→ **What needs to be done**: Keep only the lines of the data below that contain "usage", and copy them.

→ **Material for this task**:

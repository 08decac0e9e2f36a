//! Transport contract and the default responses-backed implementation.

use std::pin::Pin;
use std::sync::Arc;
use std::time::Instant;

use async_stream::stream;
use futures_core::Stream;
use rcommon::SessionId;
use tokio::sync::OnceCell;

use crate::{
    EnvironmentSource, HistoryEntry, Options, ProcessEnvironment, RawRecord, RawResult,
    ResponseFormat, ResponsesBackend, ResponsesRequest, SystemPrompt, TransportError,
    resolve_credentials,
};

pub type RecordStream<'a> =
    Pin<Box<dyn Stream<Item = Result<RawRecord, TransportError>> + Send + 'a>>;

pub type PromptStream<'a> = Pin<Box<dyn Stream<Item = HistoryEntry> + Send + 'a>>;

/// Turns a prompt plus prior history into raw wire records.
///
/// Invariants for consumers:
/// - `generate` does no work until the stream is first polled.
/// - A call either yields all of its records or fails before yielding any.
/// - `stream` is a capability seam; the default rejects it immediately.
pub trait Transport: Send + Sync {
    fn generate<'a>(
        &'a self,
        prompt: &'a str,
        history: Option<&'a [HistoryEntry]>,
    ) -> RecordStream<'a>;

    fn stream<'a>(&'a self, _prompts: PromptStream<'a>) -> Result<RecordStream<'a>, TransportError> {
        Err(TransportError::unsupported(
            "streaming prompts are not supported by this transport",
        ))
    }
}

/// Default transport over a [`ResponsesBackend`].
///
/// The backend is resolved on first use and reused for the lifetime of this
/// transport instance.
#[derive(Debug)]
pub struct ResponsesTransport {
    options: Options,
    environment: Arc<dyn EnvironmentSource>,
    backend: OnceCell<Arc<dyn ResponsesBackend>>,
}

impl ResponsesTransport {
    pub fn new(options: Options) -> Self {
        Self {
            options,
            environment: Arc::new(ProcessEnvironment),
            backend: OnceCell::new(),
        }
    }

    pub fn with_environment(mut self, environment: Arc<dyn EnvironmentSource>) -> Self {
        self.environment = environment;
        self
    }

    pub fn options(&self) -> &Options {
        &self.options
    }

    /// Assembles the outbound request: history, then the system entry, then the prompt.
    pub fn build_request(
        &self,
        prompt: &str,
        history: Option<&[HistoryEntry]>,
    ) -> ResponsesRequest {
        let mut input = history.map(<[HistoryEntry]>::to_vec).unwrap_or_default();
        if let Some(system_text) = self
            .options
            .system_prompt
            .as_ref()
            .and_then(SystemPrompt::resolved_text)
        {
            input.push(HistoryEntry::system(system_text));
        }

        input.push(HistoryEntry::user(prompt));

        let extra_headers = if self.options.extra_headers.is_empty() {
            None
        } else {
            Some(self.options.extra_headers.clone())
        };

        ResponsesRequest {
            model: self.options.resolved_model(),
            input,
            temperature: self.options.temperature,
            max_output_tokens: self.options.max_output_tokens,
            response_format: self
                .options
                .response_format
                .as_ref()
                .map(ResponseFormat::to_request_value),
            extra_headers,
        }
    }

    async fn backend(&self) -> Result<&Arc<dyn ResponsesBackend>, TransportError> {
        self.backend
            .get_or_try_init(|| async { self.create_backend() })
            .await
    }

    fn create_backend(&self) -> Result<Arc<dyn ResponsesBackend>, TransportError> {
        if let Some(backend) = &self.options.backend {
            return Ok(Arc::clone(backend));
        }

        let credentials = resolve_credentials(&self.options, self.environment.as_ref())?;
        let backend = default_backend(&self.options, credentials)?;
        tracing::debug!(
            phase = "transport",
            event = "backend_initialized",
            base_url = self.options.resolved_base_url()
        );

        Ok(backend)
    }

    async fn round_trip(
        &self,
        prompt: &str,
        history: Option<&[HistoryEntry]>,
    ) -> Result<[RawRecord; 2], TransportError> {
        let request = self.build_request(prompt, history);
        let backend = self.backend().await?;
        let model = request.model.clone();

        tracing::debug!(
            phase = "transport",
            event = "request_start",
            model = %model,
            input_entries = request.input.len()
        );

        let started = Instant::now();
        let response = backend.create_response(request).await?;
        let duration_ms = u64::try_from(started.elapsed().as_millis()).unwrap_or(u64::MAX);

        let text = response.extract_text().inspect_err(|error| {
            tracing::warn!(
                phase = "transport",
                event = "extraction_failed",
                model = %model,
                error = %error
            );
        })?;
        let usage = response.extract_usage();

        tracing::info!(
            phase = "transport",
            event = "request_complete",
            model = %model,
            duration_ms,
            has_usage = usage.is_some()
        );

        Ok([
            RawRecord::assistant_text(model, text.clone()),
            RawRecord::Result(RawResult::success(
                duration_ms,
                SessionId::generate(),
                text,
                usage,
            )),
        ])
    }
}

impl Transport for ResponsesTransport {
    fn generate<'a>(
        &'a self,
        prompt: &'a str,
        history: Option<&'a [HistoryEntry]>,
    ) -> RecordStream<'a> {
        Box::pin(stream! {
            match self.round_trip(prompt, history).await {
                Ok(records) => {
                    for record in records {
                        yield Ok(record);
                    }
                }
                Err(error) => {
                    yield Err(error);
                }
            }
        })
    }
}

#[cfg(feature = "backend-http")]
fn default_backend(
    options: &Options,
    credentials: crate::ResolvedCredentials,
) -> Result<Arc<dyn ResponsesBackend>, TransportError> {
    let backend = crate::ResponsesHttpBackend::from_options(options, credentials)?;
    Ok(Arc::new(backend))
}

#[cfg(not(feature = "backend-http"))]
fn default_backend(
    _options: &Options,
    _credentials: crate::ResolvedCredentials,
) -> Result<Arc<dyn ResponsesBackend>, TransportError> {
    Err(TransportError::configuration(
        "no backend configured and the backend-http feature is disabled",
    ))
}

→ **Task response**:
        let usage = response.extract_usage();
            has_usage = usage.is_some()
                usage,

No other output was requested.